Кортеж извивался под звуки невероятного оркестра, в котором стрекот цикад перекрывал пронзительным треском бряцание оружия, отрывистые шаги людей и лошадей по камням. Подъем был трудным, дорога вела между виноградниками, рощицами и конюшнями, которые оглашались тяжеловесным ржанием. Горох сворачивал свои усики, куры удирали в заросли дикого овса на склонах, огородные тыквы приседали на своих нефритовых листьях, а свекла раскачивала на стеблях цвета слоновой кости огромными колышущимися опахалами. Затем, когда они поднялись наверх, появились пастушьи хижины между соснами и густым кустарником, заросли чабреца и мастикового дерева у подножия скал и голые плиты, с которых взлетали вороны. В вечернем свете движущиеся факелы обволакивали их розовой пеленой. Вдалеке угадывались гребни гор, крутые и пологие склоны, грубый, но величественный ландшафт, дикий и при этом мягкий.
Сам Август выбрал этот неприступный остров, который обеспечивал защиту от неожиданностей, и когда после его прибытия дуб, засохший, по преданию, много веков назад, вдруг снова зазеленел, император увидел в этом знамение богов. Обменяв у Неаполя Искью, более плодородную и известную своей теплой водой, на Капрею, Август начал строительство двенадцати вилл, которое завершил Тиберий. Во время рытья земли обнаружили бедренные кости мамонта и каменные топоры. Приняв их за останки великанов и оружие героев, Август сложил их в особом зале и часто приходил туда посидеть. Рассматривая эти реликвии, казавшиеся ему далекой звездной пылью, он задавался вопросом, в каких веках, под покровом каких загадочных эонов[20], возможно, затеряется то, что звалось ныне римской державой. У Тиберия заботы будут иными — тревожные мысли о том, какая судьба постигнет империю, если на трон взойдет Гай Калигула.
Когда стемнело, кортеж добрался до ярко освещенной Виллы Юпитера — чудища, раскинувшегося на скалах и сверкавшего звездами, спрута, что отбрасывал переливающиеся золотисто-розовые отблески на мраморные колонны. Вечерний бриз слабо покачивал шелковые стяги, а земля была усыпана пурпурными розами, уже увядающими от зноя. Тиберий жестом раздвинул эфебов в длинных азиатских плащах и мальчиков в складчатых юбках, которые, танцуя и напевая пронзительными голосами, вышли ему навстречу. Он устал, кровь часто стучала в ушах, и когда насморк донимал его своими выделениями, рядом должен был стоять раб с корзиной, постепенно наполнявшейся льняными квадратиками. Дух оставался бодрым, но тело предавало. Редкие дни, проведенные на Мизенском мысу, у полководца Лукулла, с которым он любил беседовать о военном искусстве, были той единственной передышкой, что порой позволял себе император. Спутниками возраста становились нехватка и неповоротливость, поражения и обязанности.
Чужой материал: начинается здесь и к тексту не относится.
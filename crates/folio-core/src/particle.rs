use crate::config::FieldConfig;
use glam::Vec3;
use rand::Rng;

/// A single point of either field variant.
#[derive(Clone, Debug, PartialEq)]
pub struct Particle {
    pub position: Vec3,
    /// Rest position; set for sphere neurons, which never move on their own.
    pub origin: Option<Vec3>,
    /// Units per reference frame. Zero for neurons.
    pub velocity: Vec3,
    pub size: f32,
    pub opacity: f32,
    pub target_opacity: f32,
    pub base_opacity: f32,
}

impl Particle {
    pub fn at_rest(position: Vec3, size: f32, base_opacity: f32) -> Self {
        Self {
            position,
            origin: Some(position),
            velocity: Vec3::ZERO,
            size,
            opacity: base_opacity,
            target_opacity: base_opacity,
            base_opacity,
        }
    }

    /// Integrate one step and bounce off the walls of `[-bound, bound]^3`.
    ///
    /// A component that leaves the cube is clamped back onto the wall and
    /// its velocity reversed, so the particle never ends a step outside.
    pub fn integrate(&mut self, frames: f32, bound: f32) {
        self.position += self.velocity * frames;
        for axis in 0..3 {
            let p = self.position[axis];
            if p > bound {
                self.position[axis] = bound;
                self.velocity[axis] = -self.velocity[axis].abs();
            } else if p < -bound {
                self.position[axis] = -bound;
                self.velocity[axis] = self.velocity[axis].abs();
            }
        }
    }
}

#[inline]
pub(crate) fn sample_range<R: Rng + ?Sized>(rng: &mut R, (lo, hi): (f32, f32)) -> f32 {
    if hi > lo {
        rng.gen_range(lo..=hi)
    } else {
        lo
    }
}

/// Spawn `config.count` particles uniformly inside the cube.
pub fn spawn_cloud<R: Rng + ?Sized>(config: &FieldConfig, rng: &mut R) -> Vec<Particle> {
    let bound = config.extent;
    let speed = config.speed;
    (0..config.count)
        .map(|_| {
            let position = Vec3::new(
                rng.gen_range(-bound..=bound),
                rng.gen_range(-bound..=bound),
                rng.gen_range(-bound..=bound),
            );
            let velocity = if speed > 0.0 {
                Vec3::new(
                    rng.gen_range(-speed..=speed),
                    rng.gen_range(-speed..=speed),
                    rng.gen_range(-speed..=speed),
                )
            } else {
                Vec3::ZERO
            };
            let base_opacity = sample_range(rng, config.opacity_range);
            Particle {
                position,
                origin: None,
                velocity,
                size: sample_range(rng, config.size_range),
                opacity: base_opacity,
                target_opacity: base_opacity,
                base_opacity,
            }
        })
        .collect()
}
//! Exponential smoothing of camera and transition state.

use crate::constants::*;
use glam::Vec2;

/// One smoothing step: `current + (target - current) * k`.
///
/// For `0 < k < 1` the result lies between `current` and `target`, so
/// repeated application converges monotonically.
#[inline]
pub fn ease(current: f32, target: f32, k: f32) -> f32 {
    current + (target - current) * k
}

#[inline]
pub fn ease_vec2(current: Vec2, target: Vec2, k: f32) -> Vec2 {
    current + (target - current) * k
}

/// Interaction mode; decides camera targets and pulse cooldown.
#[derive(Clone, Copy, Debug, Default, PartialEq, Eq)]
pub enum Mode {
    #[default]
    Ambient,
    Focused,
}

/// Target values for a [`CameraState`].
#[derive(Clone, Copy, Debug, PartialEq)]
pub struct CameraTargets {
    /// Projection centre as a fraction of the viewport.
    pub center: Vec2,
    pub fov: f32,
    pub reactivity: f32,
    pub saturation: f32,
}

impl CameraTargets {
    pub fn for_mode(mode: Mode) -> Self {
        match mode {
            Mode::Ambient => Self {
                center: Vec2::new(0.5, 0.5),
                fov: FOV_AMBIENT,
                reactivity: 0.45,
                saturation: 0.35,
            },
            Mode::Focused => Self {
                center: Vec2::new(0.55, 0.48),
                fov: FOV_FOCUSED,
                reactivity: 1.0,
                saturation: 1.0,
            },
        }
    }
}

#[derive(Clone, Debug)]
pub struct CameraState {
    pub center: Vec2,
    pub fov: f32,
    pub reactivity: f32,
    pub saturation: f32,
    pub target: CameraTargets,
}

impl CameraState {
    /// Start settled on the mode's targets.
    pub fn settled(mode: Mode) -> Self {
        let t = CameraTargets::for_mode(mode);
        Self {
            center: t.center,
            fov: t.fov,
            reactivity: t.reactivity,
            saturation: t.saturation,
            target: t,
        }
    }

    pub fn set_mode(&mut self, mode: Mode) {
        self.target = CameraTargets::for_mode(mode);
    }

    pub fn step(&mut self, k: f32) {
        self.center = ease_vec2(self.center, self.target.center, k);
        self.fov = ease(self.fov, self.target.fov, k);
        self.reactivity = ease(self.reactivity, self.target.reactivity, k);
        self.saturation = ease(self.saturation, self.target.saturation, k);
    }
}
Тиберий должен был устроить пир по случаю своего возвращения, но, экономя силы, не испытывал к этому желания.
Когда после бани его помассировали с кедровым маслом и натерли гальбаном от судорог, он остался сидеть полулежа, опустив невидящий взор на свои тяжеловесные ноги — цвета сала, как у статуй. Синеватые четки, узловатые веревки водорослей разбегались под кожей, лиловевшей на одутловатых лодыжках, и эта плоть, испещренная пятнами застоявшейся крови, напоминала скверное мясо, которое субурские мясники продавали в Риме беднякам вкупе с внутренностями.